Number 94                                                                      
MR. JERRY KURTZ said he is also a commissioner to the Uniform Law              
Conference and a mostly retired partner in an Anchorage law firm               
that deals primarily with banking, business, and commercial and                
real estate problems.  He said he participated in drafting this                
bill and feels strongly that it should be adopted.  Thirty-one                 
states have already adopted it as of September 1997 and it wasn't              
promulgated until 1995 which indicates an almost universal lack of             
any opposition.  He doesn't know of any court case of any                      
consequence that has arisen out of the existing act, originally                
promulgated about 40 years ago.  The new act is better and helps us            
deal with the electronic means of transferring documents and deals             
with the problem of letters of credit which would not be acted upon            
by banks and other institutions.  This bill contains time limits               
which force them to act or tell you why they aren't acting, so you             
can cure the problem.  This is a huge improvement from the                     
standpoint of the business person, particularly if he isn't                    
represented by counsel.                                                        
MS. SHIRLEY ARMSTRONG, Staff to House Labor and Commerce Committee,            
said that they introduced this bill at the request of the Uniform              
Law Commissioners. The amendments were proposed by a Representative            
who was subsequently convinced that the time limits took care of               
his concerns with banks not transmitting money to the end person.              

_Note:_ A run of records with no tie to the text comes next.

//! Parley: a Model Context Protocol server engine.
//!
//! The crate accepts JSON-RPC requests over a newline-delimited byte stream,
//! negotiates capabilities with the client, and serves registries of tools,
//! resources, and prompts. Conversations with a language model are driven
//! through the same session state.
//!
//! # Architecture
//!
//! Each bounded context follows hexagonal architecture:
//!
//! - **Domain**: aggregates, value objects, and their invariants
//! - **Ports**: async traits for persistence and remote services
//! - **Adapters**: in-memory implementations of those ports
//!
//! # Modules
//!
//! - [`session`]: session lifecycle, registries, and subscriptions
//! - [`conversation`]: message history, generation parameters, and turns
//! - [`tool`]: tool definitions and bounded, cancellable execution
//! - [`catalog`]: resources and prompts
//! - [`event`]: domain events and the pull-based outbox
//! - [`protocol`]: JSON-RPC framing and dispatch
//! - [`config`] and [`logging`]: process setup for the binary

pub mod catalog;
pub mod config;
pub mod conversation;
pub mod error;
pub mod event;
pub mod logging;
pub mod protocol;
pub mod session;
pub mod tool;

mod lock;
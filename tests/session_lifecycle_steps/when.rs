//! When steps for session lifecycle BDD scenarios.

use super::world::{SessionWorld, run_async};
use eyre::WrapErr;
use mockable::DefaultClock;
use parley::session::domain::Implementation;
use rstest_bdd_macros::when;

#[when(r#"the client "{name}" initializes with protocol version "{version}""#)]
fn client_initializes(
    world: &mut SessionWorld,
    name: String,
    version: String,
) -> Result<(), eyre::Report> {
    let id = world.session()?.id();
    let result = run_async(world.service.initialize(
        id,
        Implementation::new(name, "1.0.0"),
        &version,
    ));
    match result {
        Ok(negotiated) => world.negotiated_version = Some(negotiated),
        Err(err) => world.last_error = Some(err),
    }
    Ok(())
}

#[when(r#"a conversation is created for model "{model}""#)]
fn conversation_created(world: &mut SessionWorld, model: String) -> Result<(), eyre::Report> {
    world
        .session()?
        .create_conversation(model, &DefaultClock)
        .wrap_err("create conversation on ready session")?;
    Ok(())
}

#[when("the session is closed")]
fn session_closed(world: &mut SessionWorld) -> Result<(), eyre::Report> {
    let id = world.session()?.id();
    run_async(world.service.close(id)).wrap_err("close session")?;
    Ok(())
}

This is the only discussion they had that had the least bit of                 
negative overtones.  None of the amendments were adopted.  The bill            
is before them as it was presented to the House Labor and Commerce             
Committee where it was fully discussed.  The sectional analysis was            
done by the drafter who worked on it this session and last session.            
CHAIRMAN LEMAN said he intended to pass the bill when he had a                 
quorum and adjourned the meeting at 1:48 p.m.